The team title in apotheosis
An unprecedented conclusion to the Olympic tournament, the team competition was the highlight for the Blues. The best way to erase the disappointment of the three lost finals. “We could do something historic because it was the first time that there was a team title at the Games, explains Larbi Benboudaoud. Everyone was waiting for this France-Japan, the clash of the titans. And at home, with the campaign they did, necessarily, they already saw themselves at the top of the box. It was counting without our team who wanted to ring the Marseillaise in the land of the Rising Sun. And they succeeded. “
The event rewarded a collective united around the same objective. “The group dynamics and cohesion were extraordinary throughout the day, they did something historic, relishes Benboudaoud. And it is a shared joy. Seeing Teddy jump to the ceiling when he is ten times world champions, double Olympic champion, it was like for his first medal, it’s extraordinary. It is an incredible communicative joy. “
An engine for 2024
Now, all eyes are on Paris 2024, in three years. To reach the goal of 80 medals for the French delegation, judo will have to go even higher. “We will go back to work and exploit these medals, explains the former Sydney Games silver medalist. For the medalist athlete but also for the others, who stayed in France and saw. “This collective is important. Say it is achievable. When you train everyday with the best in the world, you say to yourself ‘Why not me ?’“. The state of mind, the mind, is Larbi Benboudaoud’s main target. “The first factor of performance is the state of mind. How you approach your competitions and your training. For the rest, we have know-how.”

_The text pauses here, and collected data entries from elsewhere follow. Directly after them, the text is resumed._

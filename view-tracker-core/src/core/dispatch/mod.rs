pub use dispatcher::*;
pub use errors::*;
pub use http::*;
pub use report::*;
pub use transport::*;

mod dispatcher;
mod errors;
mod http;
mod report;
mod transport;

As host country, France is sure to be able to present an athlete in each category. The boss of the French teams wants to take the opportunity to create emulation and competition in order to push everyone to their maximum. “We must transmit this desire to win, he explains. The high level is an elitist system, with many contenders and few elected. But the chosen one is not forever. If you move, you can take his place. We have to make sure to bring an athlete to his top level, but also the guy behind him. And we’ll take the best. This is the state of mind we want to put in place.“Appointment is made.